C’est une alliance au pouvoir de faux-frères ennemis
représentant des intérêts impérialistes
plus ou moins rivaux au sein de la bourgeoisie antinationale vendue.
Sa
politique est donc logiquement dictée par les impératifs
de Bruxelles, Washington, du FMI et de la Banque Mondiale. On prévoit
bientôt de privatiser Tunisair, le STEG (EDF GDF
tunisien), l’Office du blé et des semences… après
tant d’autres déjà effectuées. Pire, il
est déjà acté, mais pas encore entré en
vigueur, que les subventions étatiques sur les
produits de première nécessité seront
prochainement supprimées … le prix des médicaments
a déjà subi des hausses, dans un pays sans sécurité
sociale, rappelons-le.
Deux
intérêts se font face désormais : d’une
part un mouvement essentiellement partisan et syndical parti de mots
d’ordre plutôt estudiantins et citadins, intitulé
« Fech nastannou » (Qu’est qu’on
attend ?), suivi par des révoltes populaires plus ou
moins spontanées, partant de Gasserine, Sidi Bouzid, les
villes historiques des luttes de classe en Tunisie, dans les régions
les plus déshéritées.

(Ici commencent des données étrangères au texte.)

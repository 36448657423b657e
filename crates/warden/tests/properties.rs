//! Property-based invariants over the grant/revoke/verify algebra.

use num_traits::Zero;
use proptest::prelude::*;
use warden::{CodecConfig, RuleId, Warden};
use warden_testkit::generators::{registry_and_subset, registry_from_ids};

fn ids(raw: &[u64]) -> Vec<RuleId> {
    raw.iter().copied().map(RuleId::new).collect()
}

proptest! {
    /// Every granted id verifies true; every registered-but-ungranted id
    /// verifies false.
    #[test]
    fn round_trip((registered, granted) in registry_and_subset()) {
        let warden = Warden::new(registry_from_ids(&registered), CodecConfig::default());
        let token = warden.generate_acl_code(&ids(&granted));

        for &id in &granted {
            prop_assert!(warden.verify(&token, RuleId::new(id)));
        }
        for &id in registered.iter().filter(|id| !granted.contains(*id)) {
            prop_assert!(!warden.verify(&token, RuleId::new(id)));
        }
    }

    /// Granting the same set twice changes nothing.
    #[test]
    fn grant_is_idempotent((registered, granted) in registry_and_subset()) {
        let warden = Warden::new(registry_from_ids(&registered), CodecConfig::default());
        let once = warden.grant_permission("", &ids(&granted));
        let twice = warden.grant_permission(&once, &ids(&granted));
        prop_assert_eq!(once, twice);
    }

    /// Revoking exactly what was granted returns to the canonical zero.
    #[test]
    fn revoke_inverts_grant((registered, granted) in registry_and_subset()) {
        let warden = Warden::new(registry_from_ids(&registered), CodecConfig::default());
        let token = warden.generate_acl_code(&ids(&granted));
        let cleared = warden.revoke_permission(&token, &ids(&granted));

        prop_assert_eq!(&cleared, "00000000");
        prop_assert!(warden.decode(&cleared).is_zero());
        prop_assert_eq!(warden.decode(&cleared), warden.decode(""));
    }

    /// Unregistered and out-of-range candidates never change the result.
    #[test]
    fn ineligible_ids_are_neutral((registered, granted) in registry_and_subset()) {
        let warden = Warden::new(registry_from_ids(&registered), CodecConfig::default());

        let mut padded = granted.clone();
        // Gaps inside the registered range plus ids beyond the max id.
        padded.extend((1..=600).filter(|id| !registered.contains(id)).take(5));
        padded.extend(601..=605);
        padded.push(0);

        prop_assert_eq!(
            warden.generate_acl_code(&ids(&granted)),
            warden.generate_acl_code(&ids(&padded))
        );
        let base = warden.generate_acl_code(&ids(&registered));
        prop_assert_eq!(
            warden.revoke_permission(&base, &ids(&granted)),
            warden.revoke_permission(&base, &ids(&padded))
        );
    }

    /// The zero encoding never depends on how many bits were set before.
    #[test]
    fn canonical_zero_is_stable((registered, granted) in registry_and_subset()) {
        let warden = Warden::new(registry_from_ids(&registered), CodecConfig::default());
        let token = warden.generate_acl_code(&ids(&granted));
        let cleared = warden.revoke_permission(&token, &ids(&granted));
        let fresh = warden.generate_acl_code(&[]);
        prop_assert_eq!(cleared, fresh);
    }
}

D’autre part un
gouvernement pro-impérialiste qui profite du contexte (le vote
au Parlement d’une hausse de la TVA, l’impôt le
plus injuste qui soit) pour tenter, par la surmédiatisation
d’actes de vandalisme inévitables, de discréditer
les forces de l’opposition parlementaire (en particulier le
Front Populaire) en cette période cruciale qui précède
les législatives 2018.
Au
dessus des révoltes légitimes du peuple tunisien se
trament donc des enjeux électoralistes où, par le
discrédit médiatique, la bourgeoisie vendue fait
pression pour pousser la gauche à concéder toujours
davantage (le contexte de la « lutte contre le
terrorisme » avait largement préparé le
terrain sur ce plan), pendant que l’UGTT, grand syndicat
historique, pousse le pouvoir à stopper sa politique
antisosiale avec une première grande manifestation le 14
janvier.
La
révolte populaire spontanée contre la misère
croissante provoquée par les politiques libérales
néocoloniales montre le caractère inachevé du
« printemps arabe » qui fut tant médiatisé
par les médias impérialistes et récupéré
par les forces organisées appuyées par les
impérialistes que sont le benalisme sans Ben Ali et
l'islamisme politique qui cohabitent aujourd'hui au pouvoir en
Tunisie.
La
colère populaire qui se manifeste actuellement en Tunisie pose
la question de l'alternative anti-libérale, patriotique,
anti-impérialiste et révolutionnaire au libéralisme
islamo-benaliste. C'est tout l’enjeu pour les forces de la
gauche révolutionnaire et communiste.